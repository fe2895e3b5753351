//! Error taxonomy for the entity engine.
//!
//! One enum per subsystem, composed into [`EngineError`] at the crate seam.
//! Nothing here is fatal to a host process: validation errors are reported
//! inline and recoverable by edit, store errors preserve form state for a
//! retry, generation errors are internal to the pipeline and degrade to a
//! fallback entity, and enhancement failures keep the original value.

use thiserror::Error;

/// Umbrella error for engine operations.
#[derive(Error, Debug)]
pub enum EngineError {
    #[error("configuration error: {0}")]
    Config(#[from] ConfigError),

    #[error("validation error: {0}")]
    Validation(#[from] ValidationError),

    #[error("persistence error: {0}")]
    Store(#[from] StoreError),

    #[error("wizard error: {0}")]
    Wizard(#[from] WizardError),

    /// A create/update/delete was triggered while another one was still in
    /// flight. At most one mutation may run per explicit user action.
    #[error("another mutation is already in flight")]
    MutationInFlight,
}

/// Errors raised while building, loading or looking up entity configurations.
#[derive(Error, Debug)]
pub enum ConfigError {
    #[error("no configuration registered for entity type '{0}'")]
    UnknownEntityType(String),

    #[error("duplicate field key '{key}' in '{entity_type}' configuration")]
    DuplicateFieldKey { entity_type: String, key: String },

    #[error("section '{section}' references unknown field '{field}'")]
    UnknownSectionField { section: String, field: String },

    #[error("select field '{0}' declares no options")]
    MissingSelectOptions(String),

    #[error("field '{0}' declares options but is not a select field")]
    UnexpectedOptions(String),

    #[error("{context} references unknown field '{field}'")]
    UnknownFieldReference {
        context: &'static str,
        field: String,
    },

    #[error("invalid validation pattern on field '{field}': {source}")]
    InvalidPattern {
        field: String,
        #[source]
        source: regex::Error,
    },

    #[error("failed to read configuration file: {0}")]
    Io(#[from] std::io::Error),

    #[error("failed to parse configuration YAML: {0}")]
    Yaml(#[from] serde_yaml::Error),
}

/// A field value failed its compiled rule. Reported next to the field and
/// fully recoverable by user edit.
#[derive(Error, Debug, Clone, PartialEq)]
pub enum ValidationError {
    #[error("{label} is required")]
    Required { field: String, label: String },

    #[error("{label} must be at most {max} characters")]
    TooLong {
        field: String,
        label: String,
        max: usize,
    },

    #[error("{label} does not match the expected format")]
    PatternMismatch { field: String, label: String },

    #[error("{label} must be a number")]
    NotANumber { field: String, label: String },

    #[error("{label} must be at least {min}")]
    BelowMinimum {
        field: String,
        label: String,
        min: f64,
    },

    #[error("{label} must be at most {max}")]
    AboveMaximum {
        field: String,
        label: String,
        max: f64,
    },

    #[error("{label} needs at least {min} items")]
    TooFewItems {
        field: String,
        label: String,
        min: usize,
    },

    #[error("{label} allows at most {max} items")]
    TooManyItems {
        field: String,
        label: String,
        max: usize,
    },

    #[error("{label} must be one of the listed options")]
    NotAnOption { field: String, label: String },

    #[error("unknown field '{field}'")]
    UnknownField { field: String },
}

impl ValidationError {
    /// Key of the field this error is attached to.
    pub fn field(&self) -> &str {
        match self {
            Self::Required { field, .. }
            | Self::TooLong { field, .. }
            | Self::PatternMismatch { field, .. }
            | Self::NotANumber { field, .. }
            | Self::BelowMinimum { field, .. }
            | Self::AboveMaximum { field, .. }
            | Self::TooFewItems { field, .. }
            | Self::TooManyItems { field, .. }
            | Self::NotAnOption { field, .. }
            | Self::UnknownField { field } => field,
        }
    }
}

/// A persistence call failed. Transient; callers keep their state and retry.
#[derive(Error, Debug)]
pub enum StoreError {
    #[error("request failed: {0}")]
    Http(#[from] reqwest::Error),

    #[error("unexpected status {status} from {operation}")]
    Status { operation: &'static str, status: u16 },

    #[error("entity '{0}' not found")]
    NotFound(String),

    #[error("failed to decode store response: {0}")]
    Decode(#[from] serde_json::Error),

    /// The store has no server-side search endpoint; the engine falls back
    /// to client-side filtering of the full list.
    #[error("server-side search is not supported by this store")]
    SearchUnsupported,
}

/// Internal to the generation pipeline; retried, never surfaced to callers.
#[derive(Error, Debug)]
pub enum GenerationError {
    #[error("provider call failed: {0}")]
    Provider(#[source] anyhow::Error),

    #[error("no JSON object found in provider reply")]
    NoJsonObject,

    #[error("provider reply was not valid JSON: {0}")]
    Parse(#[from] serde_json::Error),
}

/// A wizard transition was rejected.
#[derive(Error, Debug, Clone, PartialEq, Eq)]
pub enum WizardError {
    #[error("no creation method selected yet")]
    NoMethodSelected,

    #[error("current step is missing required fields: {0:?}")]
    StepIncomplete(Vec<String>),

    #[error("wizard is already complete")]
    AlreadyComplete,
}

______

Task to carry out —
What you write must match the material above exactly and in full.

Solution for this problem —
repository fe2895e3b5753351
//! Error taxonomy for the entity engine.
//!
//! One enum per subsystem, composed into [`EngineError`] at the crate seam.
//! Nothing here is fatal to a host process: validation errors are reported
//! inline and recoverable by edit, store errors preserve form state for a
//! retry, generation errors are internal to the pipeline and degrade to a
//! fallback entity, and enhancement failures keep the original value.

use thiserror::Error;

/// Umbrella error for engine operations.
#[derive(Error, Debug)]
pub enum EngineError {
    #[error("configuration error: {0}")]
    Config(#[from] ConfigError),

    #[error("validation error: {0}")]
    Validation(#[from] ValidationError),

    #[error("persistence error: {0}")]
    Store(#[from] StoreError),

    #[error("wizard error: {0}")]
    Wizard(#[from] WizardError),

    /// A create/update/delete was triggered while another one was still in
    /// flight. At most one mutation may run per explicit user action.
    #[error("another mutation is already in flight")]
    MutationInFlight,
}

/// Errors raised while building, loading or looking up entity configurations.
#[derive(Error, Debug)]
pub enum ConfigError {
    #[error("no configuration registered for entity type '{0}'")]
    UnknownEntityType(String),

    #[error("duplicate field key '{key}' in '{entity_type}' configuration")]
    DuplicateFieldKey { entity_type: String, key: String },

    #[error("section '{section}' references unknown field '{field}'")]
    UnknownSectionField { section: String, field: String },

    #[error("select field '{0}' declares no options")]
    MissingSelectOptions(String),

    #[error("field '{0}' declares options but is not a select field")]
    UnexpectedOptions(String),

    #[error("{context} references unknown field '{field}'")]
    UnknownFieldReference {
        context: &'static str,
        field: String,
    },

    #[error("invalid validation pattern on field '{field}': {source}")]
    InvalidPattern {
        field: String,
        #[source]
        source: regex::Error,
    },

    #[error("failed to read configuration file: {0}")]
    Io(#[from] std::io::Error),

    #[error("failed to parse configuration YAML: {0}")]
    Yaml(#[from] serde_yaml::Error),
}

/// A field value failed its compiled rule. Reported next to the field and
/// fully recoverable by user edit.
#[derive(Error, Debug, Clone, PartialEq)]
pub enum ValidationError {
    #[error("{label} is required")]
    Required { field: String, label: String },

    #[error("{label} must be at most {max} characters")]
    TooLong {
        field: String,
        label: String,
        max: usize,
    },

    #[error("{label} does not match the expected format")]
    PatternMismatch { field: String, label: String },

    #[error("{label} must be a number")]
    NotANumber { field: String, label: String },

    #[error("{label} must be at least {min}")]
    BelowMinimum {
        field: String,
        label: String,
        min: f64,
    },

    #[error("{label} must be at most {max}")]
    AboveMaximum {
        field: String,
        label: String,
        max: f64,
    },

    #[error("{label} needs at least {min} items")]
    TooFewItems {
        field: String,
        label: String,
        min: usize,
    },

    #[error("{label} allows at most {max} items")]
    TooManyItems {
        field: String,
        label: String,
        max: usize,
    },

    #[error("{label} must be one of the listed options")]
    NotAnOption { field: String, label: String },

    #[error("unknown field '{field}'")]
    UnknownField { field: String },
}

impl ValidationError {
    /// Key of the field this error is attached to.
    pub fn field(&self) -> &str {
        match self {
            Self::Required { field, .. }
            | Self::TooLong { field, .. }
            | Self::PatternMismatch { field, .. }
            | Self::NotANumber { field, .. }
            | Self::BelowMinimum { field, .. }
            | Self::AboveMaximum { field, .. }
            | Self::TooFewItems { field, .. }
            | Self::TooManyItems { field, .. }
            | Self::NotAnOption { field, .. }
            | Self::UnknownField { field } => field,
        }
    }
}

/// A persistence call failed. Transient; callers keep their state and retry.
#[derive(Error, Debug)]
pub enum StoreError {
    #[error("request failed: {0}")]
    Http(#[from] reqwest::Error),

    #[error("unexpected status {status} from {operation}")]
    Status { operation: &'static str, status: u16 },

    #[error("entity '{0}' not found")]
    NotFound(String),

    #[error("failed to decode store response: {0}")]
    Decode(#[from] serde_json::Error),

    /// The store has no server-side search endpoint; the engine falls back
    /// to client-side filtering of the full list.
    #[error("server-side search is not supported by this store")]
    SearchUnsupported,
}

/// Internal to the generation pipeline; retried, never surfaced to callers.
#[derive(Error, Debug)]
pub enum GenerationError {
    #[error("provider call failed: {0}")]
    Provider(#[source] anyhow::Error),

    #[error("no JSON object found in provider reply")]
    NoJsonObject,

    #[error("provider reply was not valid JSON: {0}")]
    Parse(#[from] serde_json::Error),
}

/// A wizard transition was rejected.
#[derive(Error, Debug, Clone, PartialEq, Eq)]
pub enum WizardError {
    #[error("no creation method selected yet")]
    NoMethodSelected,

    #[error("current step is missing required fields: {0:?}")]
    StepIncomplete(Vec<String>),

    #[error("wizard is already complete")]
    AlreadyComplete,
}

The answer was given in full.